Historically, many such development environments have evolved as
extensions of charting and technical analysis packages. One
common shortcoming of these products is that they are often
linear in their handling of time series. They may be perfectly
competent at a single instrument level or perhaps at calculating
the correlation between two securities, but anyone
intending to construct synthetic pairs from a matrix of thousands of instruments is going to be disappointed.
That isn't in any way a criticism of such products; they don't pretend to more than they do. However, from our conversations with readers it has become apparent that traders who previously used only a relatively small number of models to support their manual decision making, are planning to diversify into automated trading. In doing so they are looking to expand their repertoire; rather than just using a fairly narrow subset of tools usually based on technical analysis, they are keen to explore a wider range of statistical/econometric techniques. As a result, we have a sharp increase in the number of reader queries about products such as MATLAB, S+ and their open source counterparts such as Octave and R.

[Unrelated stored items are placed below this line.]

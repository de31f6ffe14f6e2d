//! Vertex types for 2D rendering

use bytemuck::{Pod, Zeroable};

/// Simple 2D vertex with position and color
#[repr(C)]
#[derive(Copy, Clone, Debug, Pod, Zeroable)]
pub struct Vertex {
    pub position: [f32; 2],
    pub color: [f32; 4],
}

impl Vertex {
    pub const fn new(x: f32, y: f32, color: [f32; 4]) -> Self {
        Self {
            position: [x, y],
            color,
        }
    }

    pub fn desc() -> wgpu::VertexBufferLayout<'static> {
        wgpu::VertexBufferLayout {
            array_stride: std::mem::size_of::<Vertex>() as wgpu::BufferAddress,
            step_mode: wgpu::VertexStepMode::Vertex,
            attributes: &[
                wgpu::VertexAttribute {
                    offset: 0,
                    shader_location: 0,
                    format: wgpu::VertexFormat::Float32x2,
                },
                wgpu::VertexAttribute {
                    offset: std::mem::size_of::<[f32; 2]>() as wgpu::BufferAddress,
                    shader_location: 1,
                    format: wgpu::VertexFormat::Float32x4,
                },
            ],
        }
    }
}

/// Colors for game elements
pub mod colors {
    pub const PLATFORM: [f32; 4] = [0.0, 1.0, 0.0, 1.0];
    pub const COIN: [f32; 4] = [1.0, 1.0, 0.0, 1.0];
    pub const PLAYER: [f32; 4] = [1.0, 0.0, 0.0, 1.0];
    pub const BACKGROUND: [f32; 4] = [0.0, 0.0, 0.0, 1.0];
}
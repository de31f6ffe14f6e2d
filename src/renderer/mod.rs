//! WebGPU rendering module
//!
//! Flat-colored triangle meshes. The simulation hands over a read-only view
//! each frame and this module turns it into pixels; nothing here feeds back
//! into gameplay.

pub mod pipeline;
pub mod shapes;
pub mod vertex;

pub use pipeline::RenderState;
pub use vertex::Vertex;
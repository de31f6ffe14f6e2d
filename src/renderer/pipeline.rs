//! WebGPU render pipeline setup

use wgpu::util::DeviceExt;

use super::vertex::{Vertex, colors};

/// Main render state
pub struct RenderState {
    pub surface: wgpu::Surface<'static>,
    pub device: wgpu::Device,
    pub queue: wgpu::Queue,
    pub config: wgpu::SurfaceConfiguration,
    pub pipeline: wgpu::RenderPipeline,
    pub vertex_buffer: wgpu::Buffer,
    pub vertex_count: u32,
    /// Viewport size in pixels
    pub size: (u32, u32),
    /// Logical playfield size for coordinate mapping
    pub logical_size: (f32, f32),
}

impl RenderState {
    pub async fn new(
        surface: wgpu::Surface<'static>,
        adapter: &wgpu::Adapter,
        width: u32,
        height: u32,
        logical_width: f32,
        logical_height: f32,
    ) -> Self {
        let (device, queue) = adapter
            .request_device(&wgpu::DeviceDescriptor {
                label: Some("coin-dash-device"),
                required_features: wgpu::Features::empty(),
                required_limits: wgpu::Limits::downlevel_webgl2_defaults(),
                memory_hints: Default::default(),
                trace: Default::default(),
                experimental_features: Default::default(),
            })
            .await
            .expect("Failed to create device");

        let surface_caps = surface.get_capabilities(adapter);
        let surface_format = surface_caps
            .formats
            .iter()
            .find(|f| f.is_srgb())
            .copied()
            .unwrap_or(surface_caps.formats[0]);

        let config = wgpu::SurfaceConfiguration {
            usage: wgpu::TextureUsages::RENDER_ATTACHMENT,
            format: surface_format,
            width,
            height,
            present_mode: wgpu::PresentMode::AutoVsync,
            alpha_mode: surface_caps.alpha_modes[0],
            view_formats: vec![],
            desired_maximum_frame_latency: 2,
        };
        surface.configure(&device, &config);

        // Create shader module
        let shader = device.create_shader_module(wgpu::ShaderModuleDescriptor {
            label: Some("shader"),
            source: wgpu::ShaderSource::Wgsl(include_str!("shader.wgsl").into()),
        });

        // Create pipeline
        let pipeline_layout = device.create_pipeline_layout(&wgpu::PipelineLayoutDescriptor {
            label: Some("pipeline_layout"),
            bind_group_layouts: &[],
            immediate_size: 0,
        });

        let pipeline = device.create_render_pipeline(&wgpu::RenderPipelineDescriptor {
            label: Some("render_pipeline"),
            layout: Some(&pipeline_layout),
            vertex: wgpu::VertexState {
                module: &shader,
                entry_point: Some("vs_main"),
                buffers: &[Vertex::desc()],
                compilation_options: Default::default(),
            },
            fragment: Some(wgpu::FragmentState {
                module: &shader,
                entry_point: Some("fs_main"),
                targets: &[Some(wgpu::ColorTargetState {
                    format: config.format,
                    blend: Some(wgpu::BlendState::ALPHA_BLENDING),
                    write_mask: wgpu::ColorWrites::ALL,
                })],
                compilation_options: Default::default(),
            }),
            primitive: wgpu::PrimitiveState {
                topology: wgpu::PrimitiveTopology::TriangleList,
                strip_index_format: None,
                front_face: wgpu::FrontFace::Ccw,
                cull_mode: None,
                polygon_mode: wgpu::PolygonMode::Fill,
                unclipped_depth: false,
                conservative: false,
            },
            depth_stencil: None,
            multisample: wgpu::MultisampleState::default(),
            multiview_mask: None,
            cache: None,
        });

        // Create initial vertex buffer (replaced each frame)
        let vertex_buffer = device.create_buffer_init(&wgpu::util::BufferInitDescriptor {
            label: Some("vertex_buffer"),
            contents: bytemuck::cast_slice(&[Vertex::new(0.0, 0.0, [1.0; 4])]),
            usage: wgpu::BufferUsages::VERTEX | wgpu::BufferUsages::COPY_DST,
        });

        Self {
            surface,
            device,
            queue,
            config,
            pipeline,
            vertex_buffer,
            vertex_count: 0,
            size: (width, height),
            logical_size: (logical_width, logical_height),
        }
    }

    pub fn resize(&mut self, new_width: u32, new_height: u32) {
        if new_width > 0 && new_height > 0 {
            self.size = (new_width, new_height);
            self.config.width = new_width;
            self.config.height = new_height;
            self.surface.configure(&self.device, &self.config);
        }
    }

    /// Convert game coordinates (origin top-left, y down) to normalized
    /// device coordinates, letterboxing to preserve the playfield aspect
    pub fn game_to_ndc(&self, x: f32, y: f32) -> (f32, f32) {
        let (w, h) = self.size;
        let (logical_w, logical_h) = self.logical_size;
        let surface_aspect = w as f32 / h as f32;
        let logical_aspect = logical_w / logical_h;

        let mut nx = x / logical_w * 2.0 - 1.0;
        let mut ny = 1.0 - y / logical_h * 2.0;

        if surface_aspect > logical_aspect {
            // Wider than the playfield
            nx *= logical_aspect / surface_aspect;
        } else {
            // Taller than the playfield
            ny *= surface_aspect / logical_aspect;
        }

        (nx, ny)
    }

    /// Upload vertices and render
    pub fn render(&mut self, vertices: &[Vertex]) -> Result<(), wgpu::SurfaceError> {
        // Convert vertices to NDC
        let ndc_vertices: Vec<Vertex> = vertices
            .iter()
            .map(|v| {
                let (x, y) = self.game_to_ndc(v.position[0], v.position[1]);
                Vertex::new(x, y, v.color)
            })
            .collect();

        // Recreate buffer if needed (simple approach; could optimize)
        self.vertex_buffer = self
            .device
            .create_buffer_init(&wgpu::util::BufferInitDescriptor {
                label: Some("vertex_buffer"),
                contents: bytemuck::cast_slice(&ndc_vertices),
                usage: wgpu::BufferUsages::VERTEX,
            });
        self.vertex_count = ndc_vertices.len() as u32;

        let output = self.surface.get_current_texture()?;
        let view = output
            .texture
            .create_view(&wgpu::TextureViewDescriptor::default());

        let mut encoder = self
            .device
            .create_command_encoder(&wgpu::CommandEncoderDescriptor {
                label: Some("render_encoder"),
            });

        {
            let [r, g, b, a] = colors::BACKGROUND;
            let mut render_pass = encoder.begin_render_pass(&wgpu::RenderPassDescriptor {
                label: Some("render_pass"),
                color_attachments: &[Some(wgpu::RenderPassColorAttachment {
                    view: &view,
                    resolve_target: None,
                    ops: wgpu::Operations {
                        load: wgpu::LoadOp::Clear(wgpu::Color {
                            r: r as f64,
                            g: g as f64,
                            b: b as f64,
                            a: a as f64,
                        }),
                        store: wgpu::StoreOp::Store,
                    },
                    depth_slice: None,
                })],
                depth_stencil_attachment: None,
                timestamp_writes: None,
                occlusion_query_set: None,
                multiview_mask: None,
            });

            render_pass.set_pipeline(&self.pipeline);
            render_pass.set_vertex_buffer(0, self.vertex_buffer.slice(..));
            render_pass.draw(0..self.vertex_count, 0..1);
        }

        self.queue.submit(std::iter::once(encoder.finish()));
        output.present();

        Ok(())
    }
}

So where does MATLAB fit on this ease/power spectrum? Initially, it's easy to succumb to a panic attack due to the sheer scale of the software. In addition to the core MATLAB program, nearly a hundred toolboxes and other specialist add-ons are also available offering literally thousands of functions. To a new user accustomed to some of the charting-derived environments mentioned in the previous section, just getting a grasp of the basic MATLAB command line syntax might seem daunting.
Happily, this isn't the case for the very simple reason that the MATLAB help process (it's much more than just help files) is outstandingly good. Off and on I've used Octave, which is an open source equivalent to MATLAB, and the documentation and help for that is perfectly respectable, though even with more complex functions there seems to be an underlying assumption that you already understand all the nuts and bolts. To be fair, Octave is open source not commercial, so the contributors to the project have limited time and resources.
Having said all that, the MATLAB documentation and help files are
exceptional. Contextual help and useful code fragments abound,
but they are only part of the picture. Every MATLAB toolbox comes
with a selection of sample projects included in the help
files. Also included are links to webinars by MATLAB staff that explore the various facets of the software and provide sample files, all heavily commented and often including suggestions and tweaks for possible alternative deployment. In addition, The MathWorks runs a series of free one day MATLAB financial seminars globally in various languages. Finally, there is MATLAB Central, the online community for MATLAB users with hundreds of finance-related scripts and functions available for free download.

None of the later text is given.